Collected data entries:
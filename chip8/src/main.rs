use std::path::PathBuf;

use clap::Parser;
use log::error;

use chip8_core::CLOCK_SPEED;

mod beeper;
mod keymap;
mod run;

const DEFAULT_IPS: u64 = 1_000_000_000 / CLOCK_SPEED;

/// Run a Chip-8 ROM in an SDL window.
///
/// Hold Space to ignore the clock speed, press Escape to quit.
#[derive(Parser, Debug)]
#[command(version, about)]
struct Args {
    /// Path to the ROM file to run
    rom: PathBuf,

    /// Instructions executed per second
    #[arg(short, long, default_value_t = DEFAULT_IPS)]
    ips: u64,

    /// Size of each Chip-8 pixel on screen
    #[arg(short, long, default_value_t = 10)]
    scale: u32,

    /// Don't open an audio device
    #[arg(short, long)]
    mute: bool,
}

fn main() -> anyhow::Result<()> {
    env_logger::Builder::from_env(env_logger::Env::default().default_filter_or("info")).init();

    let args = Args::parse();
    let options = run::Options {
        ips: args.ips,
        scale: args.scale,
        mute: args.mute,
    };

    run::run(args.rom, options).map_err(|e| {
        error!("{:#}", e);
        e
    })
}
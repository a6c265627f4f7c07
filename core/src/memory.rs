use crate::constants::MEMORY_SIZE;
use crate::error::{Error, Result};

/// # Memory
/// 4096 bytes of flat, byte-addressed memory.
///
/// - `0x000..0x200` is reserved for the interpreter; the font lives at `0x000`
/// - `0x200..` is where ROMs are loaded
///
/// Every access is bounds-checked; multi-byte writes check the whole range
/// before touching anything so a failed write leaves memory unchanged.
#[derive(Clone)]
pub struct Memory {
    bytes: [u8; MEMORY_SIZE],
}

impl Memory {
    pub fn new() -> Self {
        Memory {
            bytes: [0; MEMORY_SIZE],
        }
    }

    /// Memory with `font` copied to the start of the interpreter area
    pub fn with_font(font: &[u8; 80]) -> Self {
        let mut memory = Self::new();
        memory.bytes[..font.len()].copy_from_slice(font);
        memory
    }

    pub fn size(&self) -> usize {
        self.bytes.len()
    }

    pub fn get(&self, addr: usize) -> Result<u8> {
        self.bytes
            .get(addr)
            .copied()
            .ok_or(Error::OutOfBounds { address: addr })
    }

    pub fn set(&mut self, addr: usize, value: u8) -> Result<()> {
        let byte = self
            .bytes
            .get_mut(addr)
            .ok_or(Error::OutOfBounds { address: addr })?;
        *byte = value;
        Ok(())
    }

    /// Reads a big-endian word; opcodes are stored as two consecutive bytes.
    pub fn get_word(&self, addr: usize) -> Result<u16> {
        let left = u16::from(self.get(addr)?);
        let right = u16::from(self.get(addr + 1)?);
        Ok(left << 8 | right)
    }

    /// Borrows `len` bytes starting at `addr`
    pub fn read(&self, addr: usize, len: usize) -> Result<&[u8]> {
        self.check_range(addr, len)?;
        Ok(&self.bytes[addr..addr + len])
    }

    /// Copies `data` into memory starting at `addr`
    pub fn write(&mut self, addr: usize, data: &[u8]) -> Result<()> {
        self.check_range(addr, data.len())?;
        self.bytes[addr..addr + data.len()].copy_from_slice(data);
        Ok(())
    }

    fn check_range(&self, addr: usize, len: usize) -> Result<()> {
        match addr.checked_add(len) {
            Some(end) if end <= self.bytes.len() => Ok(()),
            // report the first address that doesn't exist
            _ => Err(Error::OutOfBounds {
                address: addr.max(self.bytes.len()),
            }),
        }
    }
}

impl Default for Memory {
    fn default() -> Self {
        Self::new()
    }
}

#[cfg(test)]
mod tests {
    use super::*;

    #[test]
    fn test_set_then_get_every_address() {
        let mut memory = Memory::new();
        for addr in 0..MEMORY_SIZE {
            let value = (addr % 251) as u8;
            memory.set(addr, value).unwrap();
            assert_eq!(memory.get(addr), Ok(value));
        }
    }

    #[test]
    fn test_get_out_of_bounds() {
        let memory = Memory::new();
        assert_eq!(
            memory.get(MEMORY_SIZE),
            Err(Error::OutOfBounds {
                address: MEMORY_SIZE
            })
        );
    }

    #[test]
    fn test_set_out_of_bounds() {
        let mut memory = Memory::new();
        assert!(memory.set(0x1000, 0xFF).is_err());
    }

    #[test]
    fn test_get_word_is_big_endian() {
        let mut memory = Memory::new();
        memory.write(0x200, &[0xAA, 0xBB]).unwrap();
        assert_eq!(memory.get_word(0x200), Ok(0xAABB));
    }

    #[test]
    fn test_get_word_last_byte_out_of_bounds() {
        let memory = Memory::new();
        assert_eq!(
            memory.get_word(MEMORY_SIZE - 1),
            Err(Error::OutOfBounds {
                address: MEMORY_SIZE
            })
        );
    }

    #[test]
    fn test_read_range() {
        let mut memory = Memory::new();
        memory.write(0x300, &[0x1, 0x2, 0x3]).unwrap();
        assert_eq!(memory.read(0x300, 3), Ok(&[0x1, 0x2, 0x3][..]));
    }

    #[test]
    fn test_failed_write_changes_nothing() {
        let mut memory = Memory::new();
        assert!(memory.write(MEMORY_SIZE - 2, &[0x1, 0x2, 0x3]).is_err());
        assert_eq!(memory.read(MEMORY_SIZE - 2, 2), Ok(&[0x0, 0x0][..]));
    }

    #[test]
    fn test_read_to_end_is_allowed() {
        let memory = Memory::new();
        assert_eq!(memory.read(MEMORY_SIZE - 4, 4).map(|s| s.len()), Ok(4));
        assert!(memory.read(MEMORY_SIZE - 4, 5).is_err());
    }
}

Task item: In the entries above, identify every line with the word "left". Copy those lines.

Result for this exercise:
        let left = u16::from(self.get(addr)?);
        Ok(left << 8 | right)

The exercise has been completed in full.